[[ Extracted data open ]]

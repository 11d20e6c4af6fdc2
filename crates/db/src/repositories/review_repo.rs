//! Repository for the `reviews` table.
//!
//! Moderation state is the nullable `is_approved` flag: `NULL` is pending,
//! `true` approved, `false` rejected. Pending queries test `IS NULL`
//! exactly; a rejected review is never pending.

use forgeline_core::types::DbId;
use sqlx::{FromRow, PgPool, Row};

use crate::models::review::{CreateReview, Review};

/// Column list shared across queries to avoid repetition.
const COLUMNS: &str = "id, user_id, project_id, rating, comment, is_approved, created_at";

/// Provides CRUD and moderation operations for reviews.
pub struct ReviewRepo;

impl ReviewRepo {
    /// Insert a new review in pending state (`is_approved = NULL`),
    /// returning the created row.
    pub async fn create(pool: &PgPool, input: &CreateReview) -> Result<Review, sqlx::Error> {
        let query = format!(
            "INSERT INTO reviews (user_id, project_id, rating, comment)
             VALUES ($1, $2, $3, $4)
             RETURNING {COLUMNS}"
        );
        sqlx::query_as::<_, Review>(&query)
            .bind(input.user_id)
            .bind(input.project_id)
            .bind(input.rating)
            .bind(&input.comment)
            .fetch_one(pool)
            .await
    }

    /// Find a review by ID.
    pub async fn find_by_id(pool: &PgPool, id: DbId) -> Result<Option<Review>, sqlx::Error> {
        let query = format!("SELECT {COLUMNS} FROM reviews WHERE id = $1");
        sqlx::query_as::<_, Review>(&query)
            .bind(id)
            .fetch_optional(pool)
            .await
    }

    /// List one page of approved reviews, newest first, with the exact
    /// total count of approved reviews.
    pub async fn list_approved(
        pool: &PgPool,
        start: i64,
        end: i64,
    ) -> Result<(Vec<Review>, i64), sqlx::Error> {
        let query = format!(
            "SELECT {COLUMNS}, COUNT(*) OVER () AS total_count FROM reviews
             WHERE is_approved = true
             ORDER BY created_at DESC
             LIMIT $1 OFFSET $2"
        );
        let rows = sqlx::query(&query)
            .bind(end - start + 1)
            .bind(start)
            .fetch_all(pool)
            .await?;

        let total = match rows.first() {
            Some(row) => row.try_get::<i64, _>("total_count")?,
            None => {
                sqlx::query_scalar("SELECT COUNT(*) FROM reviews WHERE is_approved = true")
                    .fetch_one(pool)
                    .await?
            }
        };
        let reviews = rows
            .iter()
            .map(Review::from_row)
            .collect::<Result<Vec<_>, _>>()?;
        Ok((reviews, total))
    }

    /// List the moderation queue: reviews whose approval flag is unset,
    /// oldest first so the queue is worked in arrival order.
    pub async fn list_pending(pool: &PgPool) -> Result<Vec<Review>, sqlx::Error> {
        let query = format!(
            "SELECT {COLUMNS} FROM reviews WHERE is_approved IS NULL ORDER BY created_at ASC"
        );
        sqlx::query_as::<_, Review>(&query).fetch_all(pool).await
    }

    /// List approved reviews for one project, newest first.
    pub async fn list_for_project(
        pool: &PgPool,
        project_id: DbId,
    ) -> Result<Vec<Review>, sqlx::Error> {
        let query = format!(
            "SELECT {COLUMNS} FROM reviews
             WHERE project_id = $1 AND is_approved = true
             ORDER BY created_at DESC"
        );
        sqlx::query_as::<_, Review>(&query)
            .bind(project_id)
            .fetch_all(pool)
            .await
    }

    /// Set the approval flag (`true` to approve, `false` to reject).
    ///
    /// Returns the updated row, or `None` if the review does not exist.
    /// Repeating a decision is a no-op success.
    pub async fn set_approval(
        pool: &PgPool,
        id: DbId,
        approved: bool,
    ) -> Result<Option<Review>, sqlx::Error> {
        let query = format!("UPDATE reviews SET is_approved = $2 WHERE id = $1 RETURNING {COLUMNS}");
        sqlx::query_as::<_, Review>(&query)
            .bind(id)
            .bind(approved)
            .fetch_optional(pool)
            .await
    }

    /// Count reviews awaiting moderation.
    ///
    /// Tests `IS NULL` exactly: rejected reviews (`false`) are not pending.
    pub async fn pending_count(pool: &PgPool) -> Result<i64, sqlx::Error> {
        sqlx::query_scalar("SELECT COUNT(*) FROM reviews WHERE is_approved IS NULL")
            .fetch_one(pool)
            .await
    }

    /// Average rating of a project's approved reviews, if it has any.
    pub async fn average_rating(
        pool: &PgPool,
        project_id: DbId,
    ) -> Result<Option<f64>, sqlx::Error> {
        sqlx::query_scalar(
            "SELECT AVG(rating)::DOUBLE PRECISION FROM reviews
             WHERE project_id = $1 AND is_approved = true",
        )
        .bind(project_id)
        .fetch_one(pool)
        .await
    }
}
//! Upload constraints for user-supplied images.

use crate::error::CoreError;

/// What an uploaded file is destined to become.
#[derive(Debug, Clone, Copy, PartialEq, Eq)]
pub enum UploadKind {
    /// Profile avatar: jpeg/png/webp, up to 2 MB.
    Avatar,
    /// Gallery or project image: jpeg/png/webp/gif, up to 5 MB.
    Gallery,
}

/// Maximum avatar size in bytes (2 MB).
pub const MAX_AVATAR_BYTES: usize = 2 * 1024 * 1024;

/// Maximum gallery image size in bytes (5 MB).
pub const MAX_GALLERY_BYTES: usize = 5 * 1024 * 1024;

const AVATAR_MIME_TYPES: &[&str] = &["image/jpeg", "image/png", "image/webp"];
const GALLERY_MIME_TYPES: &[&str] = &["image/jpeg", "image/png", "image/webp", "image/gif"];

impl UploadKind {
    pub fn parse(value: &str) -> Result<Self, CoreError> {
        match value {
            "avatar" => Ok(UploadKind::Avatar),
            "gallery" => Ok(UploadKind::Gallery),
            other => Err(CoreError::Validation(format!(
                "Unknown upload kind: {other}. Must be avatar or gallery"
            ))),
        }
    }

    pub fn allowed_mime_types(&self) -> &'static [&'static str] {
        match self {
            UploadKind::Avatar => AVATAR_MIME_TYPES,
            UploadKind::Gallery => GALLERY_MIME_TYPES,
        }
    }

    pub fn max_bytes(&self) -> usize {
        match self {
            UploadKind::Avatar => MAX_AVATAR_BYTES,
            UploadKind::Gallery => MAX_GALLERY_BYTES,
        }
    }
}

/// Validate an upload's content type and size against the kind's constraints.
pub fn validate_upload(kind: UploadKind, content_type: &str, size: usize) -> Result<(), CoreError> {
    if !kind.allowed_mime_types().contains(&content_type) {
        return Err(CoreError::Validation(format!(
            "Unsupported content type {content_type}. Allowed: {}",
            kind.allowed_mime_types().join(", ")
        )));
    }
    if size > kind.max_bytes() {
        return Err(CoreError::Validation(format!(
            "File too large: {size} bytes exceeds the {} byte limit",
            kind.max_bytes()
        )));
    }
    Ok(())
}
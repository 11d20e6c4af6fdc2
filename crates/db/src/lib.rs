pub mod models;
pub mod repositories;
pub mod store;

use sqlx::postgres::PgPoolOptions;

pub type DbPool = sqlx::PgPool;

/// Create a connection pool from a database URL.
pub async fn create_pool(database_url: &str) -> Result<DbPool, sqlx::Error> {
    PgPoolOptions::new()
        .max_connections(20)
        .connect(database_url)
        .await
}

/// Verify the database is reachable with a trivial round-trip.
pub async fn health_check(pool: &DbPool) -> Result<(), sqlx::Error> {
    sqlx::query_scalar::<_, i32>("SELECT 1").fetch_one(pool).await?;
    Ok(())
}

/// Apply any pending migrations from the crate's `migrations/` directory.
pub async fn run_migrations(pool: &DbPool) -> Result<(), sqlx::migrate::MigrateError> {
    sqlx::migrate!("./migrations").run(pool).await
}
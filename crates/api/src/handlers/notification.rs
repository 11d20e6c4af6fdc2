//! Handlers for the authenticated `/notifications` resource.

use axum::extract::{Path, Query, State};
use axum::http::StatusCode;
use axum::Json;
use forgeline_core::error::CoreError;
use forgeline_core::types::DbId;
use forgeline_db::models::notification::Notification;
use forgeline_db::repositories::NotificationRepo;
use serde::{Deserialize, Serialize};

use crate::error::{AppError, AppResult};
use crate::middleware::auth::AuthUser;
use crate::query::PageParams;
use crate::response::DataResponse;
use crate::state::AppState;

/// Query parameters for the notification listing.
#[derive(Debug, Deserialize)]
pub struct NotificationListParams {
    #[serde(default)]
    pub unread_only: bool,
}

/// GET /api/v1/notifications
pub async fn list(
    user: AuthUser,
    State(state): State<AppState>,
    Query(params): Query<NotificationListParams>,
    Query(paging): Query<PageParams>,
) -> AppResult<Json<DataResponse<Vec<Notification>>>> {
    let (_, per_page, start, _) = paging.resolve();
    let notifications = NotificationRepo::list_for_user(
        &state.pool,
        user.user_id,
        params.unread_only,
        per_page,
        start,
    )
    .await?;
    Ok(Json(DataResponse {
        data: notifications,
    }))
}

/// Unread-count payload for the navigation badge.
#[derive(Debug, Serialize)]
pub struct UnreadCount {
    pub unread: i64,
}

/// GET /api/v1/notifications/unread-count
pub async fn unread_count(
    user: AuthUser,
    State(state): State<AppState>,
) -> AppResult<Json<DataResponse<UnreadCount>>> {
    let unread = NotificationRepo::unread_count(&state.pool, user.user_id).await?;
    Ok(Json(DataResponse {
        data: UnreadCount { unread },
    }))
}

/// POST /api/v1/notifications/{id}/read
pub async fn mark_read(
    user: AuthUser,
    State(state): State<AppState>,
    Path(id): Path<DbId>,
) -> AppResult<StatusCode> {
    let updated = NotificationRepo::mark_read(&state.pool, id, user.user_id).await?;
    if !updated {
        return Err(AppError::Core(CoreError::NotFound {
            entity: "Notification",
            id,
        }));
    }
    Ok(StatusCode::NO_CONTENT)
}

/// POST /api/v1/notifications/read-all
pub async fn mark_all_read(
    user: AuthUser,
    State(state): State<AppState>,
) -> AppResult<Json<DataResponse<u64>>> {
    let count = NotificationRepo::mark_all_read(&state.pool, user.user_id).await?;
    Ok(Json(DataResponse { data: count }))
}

[[ Extracted data closed ]]

In the entries above, some lines hold the string "queries". Copy each of them.

//! `true` approved, `false` rejected. Pending queries test `IS NULL`
/// Column list shared across queries to avoid repetition.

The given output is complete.